1 Francesco Negri (1624-98) may have been to England and Poland on diplomatic church missions, but there are few documents attesting to other travels abroad besides those to Scandinavia. See, for example, Gregorio Caravita, Francesco Negri: il prete ravennate che ha scoperto gli sci (Ravenna: Tipolitografia Artestampa, 2004). Negri’s Italian precursors include Venetian merchant Pietro Quirino or Querini, who was shipwrecked on the islands of Lofoden off the Norwegian coast and whose account is part of Ramusio’s anthology, Navigationi e viaggi, 5 vols (Venice: Giunti, 1550-59). A manuscript by Giovanni Giustiniani entitled Viaggio in Isvezia and dated 1583 was probably not circulated in Negri’s time. See Francesco Negri, Viaggio settentrionale, ed. Enrico Falqui (Turin: Edizioni Alpes, 1929), pp. 9-12. All quotes of Negri’s text come from this edition.

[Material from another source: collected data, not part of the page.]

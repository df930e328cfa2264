//! Command tests
//!
//! Drive `init`, `add`, `list` and `remove` against a temporary project
//! directory, with icons served from memory.

use std::fs;
use std::path::{Path, PathBuf};

use iconsmith::commands::{
    execute_add, execute_add_with, execute_init, execute_list, execute_remove, AddOptions,
    InitOptions, ListOptions, Project, RemoveOptions,
};
use iconsmith::config::{Config, CONFIG_FILE};
use iconsmith::prompt::{Confirmation, ScriptedConfirm};
use iconsmith::registry::MemorySource;
use iconsmith::{Framework, ModuleDocument};
use pretty_assertions::assert_eq;
use tempfile::TempDir;

fn init(root: &Path, output: Option<&str>) -> Project {
    execute_init(InitOptions {
        root: root.to_path_buf(),
        config: PathBuf::from(CONFIG_FILE),
        output: output.map(PathBuf::from),
        yes: true,
        ..Default::default()
    })
    .unwrap();
    Project::load(root, Path::new(CONFIG_FILE)).unwrap()
}

const CHECK: &str = r#"<svg xmlns="http://www.w3.org/2000/svg" viewBox="0 0 24 24"><path d="M20 6L9 17l-5-5"/></svg>"#;

fn source() -> MemorySource {
    MemorySource::new()
        .with("lucide:check", CHECK)
        .with("lucide:home", CHECK)
}

fn add(icons: &[&str]) -> AddOptions {
    AddOptions {
        icons: icons.iter().map(|s| s.to_string()).collect(),
        yes: true,
        ..Default::default()
    }
}

#[test]
fn test_init_writes_config_and_empty_barrel() {
    let dir = TempDir::new().unwrap();
    let project = init(dir.path(), None);

    assert_eq!(project.config, Config::default());
    let text = fs::read_to_string(dir.path().join("src/icons.tsx")).unwrap();
    let document = ModuleDocument::parse(&text).unwrap();
    assert!(document.entries().unwrap().is_empty());
    assert!(text.contains("import type { SVGProps } from \"react\";"));
    assert!(text.contains("export type IconName = never;"));
}

#[test]
fn test_init_refuses_to_overwrite_config() {
    let dir = TempDir::new().unwrap();
    init(dir.path(), None);

    let err = execute_init(InitOptions {
        root: dir.path().to_path_buf(),
        config: PathBuf::from(CONFIG_FILE),
        yes: true,
        ..Default::default()
    })
    .unwrap_err();
    assert!(err.to_string().contains("already exists"));
}

#[test]
fn test_init_javascript_preact() {
    let dir = TempDir::new().unwrap();
    execute_init(InitOptions {
        root: dir.path().to_path_buf(),
        config: PathBuf::from(CONFIG_FILE),
        framework: Some(Framework::Preact),
        js: true,
        yes: true,
        ..Default::default()
    })
    .unwrap();

    let text = fs::read_to_string(dir.path().join("src/icons.jsx")).unwrap();
    assert!(!text.contains("import type"));
    assert!(!text.contains("export type"));
}

#[test]
fn test_init_folder_mode() {
    let dir = TempDir::new().unwrap();
    init(dir.path(), Some("src/icons"));

    let index = fs::read_to_string(dir.path().join("src/icons/index.ts")).unwrap();
    assert!(index.contains("export type IconName = never;"));
    let types = fs::read_to_string(dir.path().join("src/icons/types.ts")).unwrap();
    assert!(types.contains("export type IconProps = SVGProps<SVGSVGElement>;"));
}

#[test]
fn test_add_writes_barrel() {
    let dir = TempDir::new().unwrap();
    let project = init(dir.path(), None);

    let ok = execute_add(add(&["lucide:home", "lucide:check"]), &project, &source()).unwrap();

    assert!(ok);
    let text = fs::read_to_string(dir.path().join("src/icons.tsx")).unwrap();
    assert_eq!(ModuleDocument::parse(&text).unwrap().entries().unwrap(), vec!["Check", "Home"]);
    assert!(text.contains("export type IconName = \"Check\" | \"Home\";"));
}

#[test]
fn test_add_reports_failure_but_keeps_good_icons() {
    let dir = TempDir::new().unwrap();
    let project = init(dir.path(), None);

    let ok = execute_add(add(&["lucide:check", "lucide:missing"]), &project, &source()).unwrap();

    assert!(!ok);
    let text = fs::read_to_string(dir.path().join("src/icons.tsx")).unwrap();
    assert_eq!(ModuleDocument::parse(&text).unwrap().entries().unwrap(), vec!["Check"]);
}

#[test]
fn test_add_dry_run_leaves_barrel_untouched() {
    let dir = TempDir::new().unwrap();
    let project = init(dir.path(), None);
    let barrel = dir.path().join("src/icons.tsx");
    let before = fs::read_to_string(&barrel).unwrap();

    let options = AddOptions {
        dry_run: true,
        ..add(&["lucide:check"])
    };
    let ok = execute_add(options, &project, &source()).unwrap();

    assert!(ok);
    assert_eq!(fs::read_to_string(&barrel).unwrap(), before);
}

#[test]
fn test_add_dry_run_creates_no_folder_files() {
    let dir = TempDir::new().unwrap();
    let project = init(dir.path(), Some("src/icons"));
    let index = dir.path().join("src/icons/index.ts");
    let before = fs::read_to_string(&index).unwrap();

    let options = AddOptions {
        dry_run: true,
        ..add(&["lucide:check"])
    };
    execute_add(options, &project, &source()).unwrap();

    assert!(!dir.path().join("src/icons/Check.tsx").exists());
    assert_eq!(fs::read_to_string(&index).unwrap(), before);
}

#[test]
fn test_add_cancelled_writes_nothing() {
    let dir = TempDir::new().unwrap();
    let project = init(dir.path(), None);
    execute_add(add(&["lucide:check"]), &project, &source()).unwrap();
    let barrel = dir.path().join("src/icons.tsx");
    let before = fs::read_to_string(&barrel).unwrap();

    let confirm = ScriptedConfirm::new([Confirmation::Cancelled]);
    let options = AddOptions {
        yes: false,
        ..add(&["lucide:home", "lucide:check"])
    };
    let ok = execute_add_with(options, &project, &source(), &confirm).unwrap();

    assert!(!ok);
    assert_eq!(confirm.prompts().len(), 1);
    assert_eq!(fs::read_to_string(&barrel).unwrap(), before);
}

#[test]
fn test_remove_from_barrel() {
    let dir = TempDir::new().unwrap();
    let project = init(dir.path(), None);
    let barrel = dir.path().join("src/icons.tsx");
    fs::write(
        &barrel,
        "export const icons = {\n  Check: (props) => (<svg {...props} />),\n  Home: (props) => (<svg {...props} />),\n};\n\nexport type IconName = \"Check\" | \"Home\";\n",
    )
    .unwrap();

    execute_remove(
        RemoveOptions {
            names: vec!["Check".to_string()],
            yes: true,
        },
        &project,
    )
    .unwrap();

    let text = fs::read_to_string(&barrel).unwrap();
    assert_eq!(
        text,
        "export const icons = {\n  Home: (props) => (<svg {...props} />),\n};\n\nexport type IconName = \"Home\";\n"
    );
}

#[test]
fn test_remove_unknown_icon_fails_without_writing() {
    let dir = TempDir::new().unwrap();
    let project = init(dir.path(), None);
    let barrel = dir.path().join("src/icons.tsx");
    let before = fs::read_to_string(&barrel).unwrap();

    let err = execute_remove(
        RemoveOptions {
            names: vec!["Missing".to_string()],
            yes: true,
        },
        &project,
    )
    .unwrap_err();

    assert!(err.to_string().contains("No icon named Missing"));
    assert_eq!(fs::read_to_string(&barrel).unwrap(), before);
}

#[test]
fn test_remove_from_folder_rebuilds_index() {
    let dir = TempDir::new().unwrap();
    let project = init(dir.path(), Some("src/icons"));
    let icons = dir.path().join("src/icons");
    fs::write(icons.join("Check.tsx"), "export default () => null;\n").unwrap();
    fs::write(icons.join("Home.tsx"), "export default () => null;\n").unwrap();

    execute_remove(
        RemoveOptions {
            names: vec!["Home".to_string()],
            yes: true,
        },
        &project,
    )
    .unwrap();

    assert!(!icons.join("Home.tsx").exists());
    let index = fs::read_to_string(icons.join("index.ts")).unwrap();
    assert!(index.contains("import Check from \"./Check\";"));
    assert!(!index.contains("Home"));
}

#[test]
fn test_list_reads_barrel() {
    let dir = TempDir::new().unwrap();
    let project = init(dir.path(), None);
    execute_list(ListOptions { json: true }, &project).unwrap();
    execute_list(ListOptions::default(), &project).unwrap();
}

#[test]
fn test_commands_without_config_point_to_init() {
    let dir = TempDir::new().unwrap();
    let err = Project::load(dir.path(), Path::new(CONFIG_FILE))
        .err()
        .unwrap();
    assert!(err.to_string().contains("iconsmith init"));
}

When Negri left for Scandinavia, the most authoritative source of information was Historia de gentibus septentrionalibus (1555), written by Swedish scholar Olaf Manson (1490-1557). See Virgilio Ricci, “Sci e alpinismo nel Seicento. Francesco Negri, l’ardito romagnolo che ubbidì al grande richiamo delle nevi scandinave,” Le Alpi, 61 (Jan.–Feb. 1924): 79-90.